In 2017, the city commissioned a report on the conditions of Northampton’s sidewalks. The study, overseen by Alta Planning + Design along with researchers with the Georgia Institute of Technology, evaluated the roughness, obstructions and potholes along the main sidewalks in the city by pushing a wheelchair mounted with a tablet computer to monitor and record the surfaces.
The information collected in the study broke the sidewalks into around 8,500 segments, with each segment representing 50 feet of sidewalk length, and found that around 30% of the segments had “excessive slopes or widths too narrow” for accommodating wheelchairs. It also found 2,250 sidewalk defects across the city, including uneven surfaces, potholes and debris.
The study also found that among 874 pedestrian curb ramps or curb cuts — the ramps connecting sidewalks to main roads in the city — only 77 were in compliance with the Americans with Disabilities Act (ADA), with many having a lack of compliant surface, narrow passing width and sometimes simply missing completely.
During a City Council meeting on Oct. 1, LaScaleia said that conditions of the sidewalks had further worsened since that study.
“We focused on areas close to schools and you know we have priorities based on existing conditions in 2017, which have only deteriorated,” LaScaleia said. “We have not had the funding and the capability to address those areas that have been identified.”
It’s not just the sidewalks, either. According to a separate study by the DPW, more than half of all public streets in the city are in “deficient” or “poor” condition, with the lowest-ranking “poor” roads making up a plurality of 38% of all streets in the city. Many sections of the city that show clusters of poorly maintained streets align with areas identified as having sidewalks in rough shape.
Earlier this month, the City Council voted 7-2 to appropriate more than $800,000 for sidewalk repairs, to be paid with money originally received via a $450,000 municipal purpose loan in 2021 to pay for improvements to the Hotel Bridge in Leeds, along with an additional $450,000 the city appropriated from reserves the following year for the same project. Only $79,000 of those funds appropriated had gone toward the bridge restoration before officials realized the true cost of the project far outran the initial estimates put forth by the city.

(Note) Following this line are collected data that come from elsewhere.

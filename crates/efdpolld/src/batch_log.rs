//! Append-only sample log.
//!
//! One line per sample: `issued, completed, snd, seq, kafka, rcv`.
//! The file is only ever opened in append mode, so a restarted poller
//! extends the previous run's file and never rewrites it.

use anyhow::{Context, Result};
use efd_shared::Sample;
use std::fs::{File, OpenOptions};
use std::io::{BufWriter, Write};
use std::path::{Path, PathBuf};
use tracing::{debug, warn};

/// Column header, written only on request and only into an empty file
pub const HEADER_LINE: &str = "# now_before_query, now_after_query, private_sndStamp, \
                               private_seqNum, private_kafkaStamp, private_rcvStamp";

pub struct BatchLog {
    path: PathBuf,
    writer: Option<BufWriter<File>>,
}

impl BatchLog {
    /// Open `path` for appending, creating it (and its parent) if needed
    pub fn open<P: AsRef<Path>>(path: P, write_header: bool) -> Result<Self> {
        let path = path.as_ref().to_path_buf();

        if let Some(parent) = path.parent().filter(|p| !p.as_os_str().is_empty()) {
            std::fs::create_dir_all(parent)
                .with_context(|| format!("Failed to create log directory: {:?}", parent))?;
        }

        let file = OpenOptions::new()
            .create(true)
            .append(true)
            .open(&path)
            .with_context(|| format!("Failed to open sample log: {:?}", path))?;

        let is_empty = file
            .metadata()
            .with_context(|| format!("Failed to stat sample log: {:?}", path))?
            .len()
            == 0;

        let mut log = Self {
            path,
            writer: Some(BufWriter::new(file)),
        };

        if write_header && is_empty {
            log.write_line(HEADER_LINE)?;
            log.sync()?;
        }

        debug!("Opened sample log {:?}", log.path);
        Ok(log)
    }

    pub fn path(&self) -> &Path {
        &self.path
    }

    /// Write one line per sample, then flush to disk.
    /// Returns the number of lines written.
    pub fn write_batch(&mut self, samples: &[Sample]) -> Result<usize> {
        for sample in samples {
            self.write_line(&sample.to_log_line())?;
        }
        self.sync()?;
        Ok(samples.len())
    }

    /// Flush, sync and release the file
    pub fn close(mut self) -> Result<()> {
        self.sync()?;
        self.writer = None;
        Ok(())
    }

    fn write_line(&mut self, line: &str) -> Result<()> {
        let writer = self.writer.as_mut().context("Sample log already closed")?;
        writeln!(writer, "{}", line)
            .with_context(|| format!("Failed to write sample log: {:?}", self.path))
    }

    fn sync(&mut self) -> Result<()> {
        let Some(writer) = self.writer.as_mut() else {
            return Ok(());
        };
        writer
            .flush()
            .with_context(|| format!("Failed to flush sample log: {:?}", self.path))?;
        writer
            .get_ref()
            .sync_data()
            .with_context(|| format!("Failed to sync sample log: {:?}", self.path))
    }
}

impl Drop for BatchLog {
    fn drop(&mut self) {
        if let Some(writer) = self.writer.as_mut() {
            if let Err(e) = writer.flush() {
                warn!("Failed to flush sample log {:?} on drop: {}", self.path, e);
            }
        }
    }
}

#[cfg(test)]
mod tests {
    use super::*;
    use efd_shared::StreamFields;
    use tempfile::TempDir;

    fn missing(t: f64) -> Sample {
        Sample::new(t, t + 0.5, StreamFields::missing())
    }

    #[test]
    fn test_write_batch_lines() {
        let dir = TempDir::new().unwrap();
        let path = dir.path().join("samples.log");

        let mut log = BatchLog::open(&path, false).unwrap();
        let written = log.write_batch(&[missing(1.0), missing(2.0)]).unwrap();
        assert_eq!(written, 2);

        let content = std::fs::read_to_string(&path).unwrap();
        assert_eq!(
            content,
            "1.0, 1.5, nan, nan, nan, nan\n2.0, 2.5, nan, nan, nan, nan\n"
        );
    }

    #[test]
    fn test_batch_is_durable_before_close() {
        let dir = TempDir::new().unwrap();
        let path = dir.path().join("samples.log");

        let mut log = BatchLog::open(&path, false).unwrap();
        log.write_batch(&[missing(1.0)]).unwrap();
        // Visible to another reader while the handle is still open
        assert_eq!(std::fs::read_to_string(&path).unwrap().lines().count(), 1);
        log.close().unwrap();
    }

    #[test]
    fn test_reopen_appends() {
        let dir = TempDir::new().unwrap();
        let path = dir.path().join("samples.log");

        let mut first = BatchLog::open(&path, false).unwrap();
        first.write_batch(&[missing(1.0)]).unwrap();
        first.close().unwrap();
        let before = std::fs::read_to_string(&path).unwrap();

        let mut second = BatchLog::open(&path, false).unwrap();
        second.write_batch(&[missing(2.0)]).unwrap();
        second.close().unwrap();
        let after = std::fs::read_to_string(&path).unwrap();

        assert!(after.starts_with(&before));
        assert_eq!(after.lines().count(), 2);
    }

    #[test]
    fn test_header_only_into_empty_file() {
        let dir = TempDir::new().unwrap();
        let path = dir.path().join("samples.log");

        let mut log = BatchLog::open(&path, true).unwrap();
        log.write_batch(&[missing(1.0)]).unwrap();
        log.close().unwrap();

        // Reopening with the header flag must not add a second header
        BatchLog::open(&path, true).unwrap().close().unwrap();

        let content = std::fs::read_to_string(&path).unwrap();
        let lines: Vec<&str> = content.lines().collect();
        assert_eq!(lines.len(), 2);
        assert_eq!(lines[0], HEADER_LINE);
        assert!(lines[0].starts_with("# now_before_query, now_after_query"));
    }

    #[test]
    fn test_headerless_by_default() {
        let dir = TempDir::new().unwrap();
        let path = dir.path().join("samples.log");
        BatchLog::open(&path, false).unwrap().close().unwrap();
        assert_eq!(std::fs::read_to_string(&path).unwrap(), "");
    }

    #[cfg(target_os = "linux")]
    #[test]
    fn test_write_failure_is_reported() {
        let mut log = BatchLog::open("/dev/full", false).unwrap();
        let err = log.write_batch(&[missing(1.0)]).unwrap_err();
        assert!(format!("{:#}", err).contains("sample log"));
    }

    #[test]
    fn test_creates_parent_directory() {
        let dir = TempDir::new().unwrap();
        let path = dir.path().join("nested/deeper/samples.log");
        let log = BatchLog::open(&path, false).unwrap();
        assert_eq!(log.path(), path.as_path());
        assert!(path.exists());
    }
}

“The reality is that this has become an incredibly expensive project,” said Mayor Gina-Louise Sciarra regarding the bridge project during the council’s Oct. 17 meeting. “What’s been appropriated is significantly more than what had been the original estimate and then the bids are coming in at double or more.”
One of the dissenting votes on redirecting the money came from Ward 7’s Rachel Maiore, who opposed the measure because the Hotel Bridge is located in Leeds, which Ward 7 encompasses. Ward 3’s Quaverly Rothenberg, who has previously voted in tandem with Maiore in opposing other measures, was the other vote against.
“I am here to represent the people of Leeds, and I cannot say that this is what we’re going to do, that we’re going to take away this money and leave them to take this money, and leave them to watch the literal and figurative heart of their village degrade,” Maiore said.
With the order’s approval, the total amount dedicated by the city this year for sidewalk repair exceeds $1 million, adding from the original $250,000 for repair included in the city’s fiscal year budget. Dubs told the Gazette the extra funding was a good start, but that advocates need to continue to push for more attention to sidewalks.
“This won’t be a permanent solution, because this money is coming from the Hotel Bridge project,” Dubs said. “It’s going to get us started, but it definitely won’t fix everything. It could be years before we fix all the sidewalks on the list.”
For Easter, she said any repairs needed for the sidewalks can’t come soon enough.
“The fall changed my life forever. My legs still hurt and my teeth got moved,” Easter said. “I just hate it to see people get hurt.”